> [Work task] Reproduce each line below with no alterations.

> [Data supplied]
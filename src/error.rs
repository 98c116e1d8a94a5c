//! Structured error handling and exit codes.

use serde::Serialize;

use crate::duplicates::ScanReport;

/// Exit codes for dupclean.
///
/// - 0: Success (completed normally, duplicates found)
/// - 1: General error (fatal failure, nothing classified)
/// - 2: No duplicates found (completed normally, no duplicates)
/// - 3: Partial success (completed with per-file read or deletion errors)
#[derive(Debug, Clone, Copy, PartialEq, Eq, Serialize)]
pub enum ExitCode {
    /// Success: Scan completed and duplicates were found.
    Success = 0,
    /// General error: An unexpected error occurred.
    GeneralError = 1,
    /// No duplicates: Scan completed but no duplicates were found.
    NoDuplicates = 2,
    /// Partial success: Scan completed but some files could not be read or deleted.
    PartialSuccess = 3,
}

impl ExitCode {
    /// Get the numeric exit code.
    #[must_use]
    pub fn as_i32(self) -> i32 {
        self as i32
    }

    /// Get the machine-readable code prefix.
    #[must_use]
    pub fn code_prefix(self) -> &'static str {
        match self {
            Self::Success => "DC000",
            Self::GeneralError => "DC001",
            Self::NoDuplicates => "DC002",
            Self::PartialSuccess => "DC003",
        }
    }

    /// Exit code for a completed run.
    ///
    /// Per-file errors take precedence over the duplicate count.
    #[must_use]
    pub fn for_report(report: &ScanReport) -> Self {
        if report.has_errors() {
            Self::PartialSuccess
        } else if report.duplicate_count() == 0 {
            Self::NoDuplicates
        } else {
            Self::Success
        }
    }
}

/// Structured error information for JSON output.
#[derive(Debug, Serialize)]
pub struct StructuredError {
    /// The error code (e.g., "DC001")
    pub code: String,
    /// The exit code number
    pub exit_code: i32,
    /// Human-readable error message, including its causes
    pub message: String,
}

impl StructuredError {
    /// Create a new structured error from an anyhow error and an exit code.
    #[must_use]
    pub fn new(err: &anyhow::Error, exit_code: ExitCode) -> Self {
        Self {
            code: exit_code.code_prefix().to_string(),
            exit_code: exit_code.as_i32(),
            message: format!("{err:#}"),
        }
    }
}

> [Written answer]
filename src/error.rs
repository 98c116e1d8a94a5c
//! Structured error handling and exit codes.

use serde::Serialize;

use crate::duplicates::ScanReport;

/// Exit codes for dupclean.
///
/// - 0: Success (completed normally, duplicates found)
/// - 1: General error (fatal failure, nothing classified)
/// - 2: No duplicates found (completed normally, no duplicates)
/// - 3: Partial success (completed with per-file read or deletion errors)
#[derive(Debug, Clone, Copy, PartialEq, Eq, Serialize)]
pub enum ExitCode {
    /// Success: Scan completed and duplicates were found.
    Success = 0,
    /// General error: An unexpected error occurred.
    GeneralError = 1,
    /// No duplicates: Scan completed but no duplicates were found.
    NoDuplicates = 2,
    /// Partial success: Scan completed but some files could not be read or deleted.
    PartialSuccess = 3,
}

impl ExitCode {
    /// Get the numeric exit code.
    #[must_use]
    pub fn as_i32(self) -> i32 {
        self as i32
    }

    /// Get the machine-readable code prefix.
    #[must_use]
    pub fn code_prefix(self) -> &'static str {
        match self {
            Self::Success => "DC000",
            Self::GeneralError => "DC001",
            Self::NoDuplicates => "DC002",
            Self::PartialSuccess => "DC003",
        }
    }

    /// Exit code for a completed run.
    ///
    /// Per-file errors take precedence over the duplicate count.
    #[must_use]
    pub fn for_report(report: &ScanReport) -> Self {
        if report.has_errors() {
            Self::PartialSuccess
        } else if report.duplicate_count() == 0 {
            Self::NoDuplicates
        } else {
            Self::Success
        }
    }
}

/// Structured error information for JSON output.
#[derive(Debug, Serialize)]
pub struct StructuredError {
    /// The error code (e.g., "DC001")
    pub code: String,
    /// The exit code number
    pub exit_code: i32,
    /// Human-readable error message, including its causes
    pub message: String,
}

impl StructuredError {
    /// Create a new structured error from an anyhow error and an exit code.
    #[must_use]
    pub fn new(err: &anyhow::Error, exit_code: ExitCode) -> Self {
        Self {
            code: exit_code.code_prefix().to_string(),
            exit_code: exit_code.as_i32(),
            message: format!("{err:#}"),
        }
    }
}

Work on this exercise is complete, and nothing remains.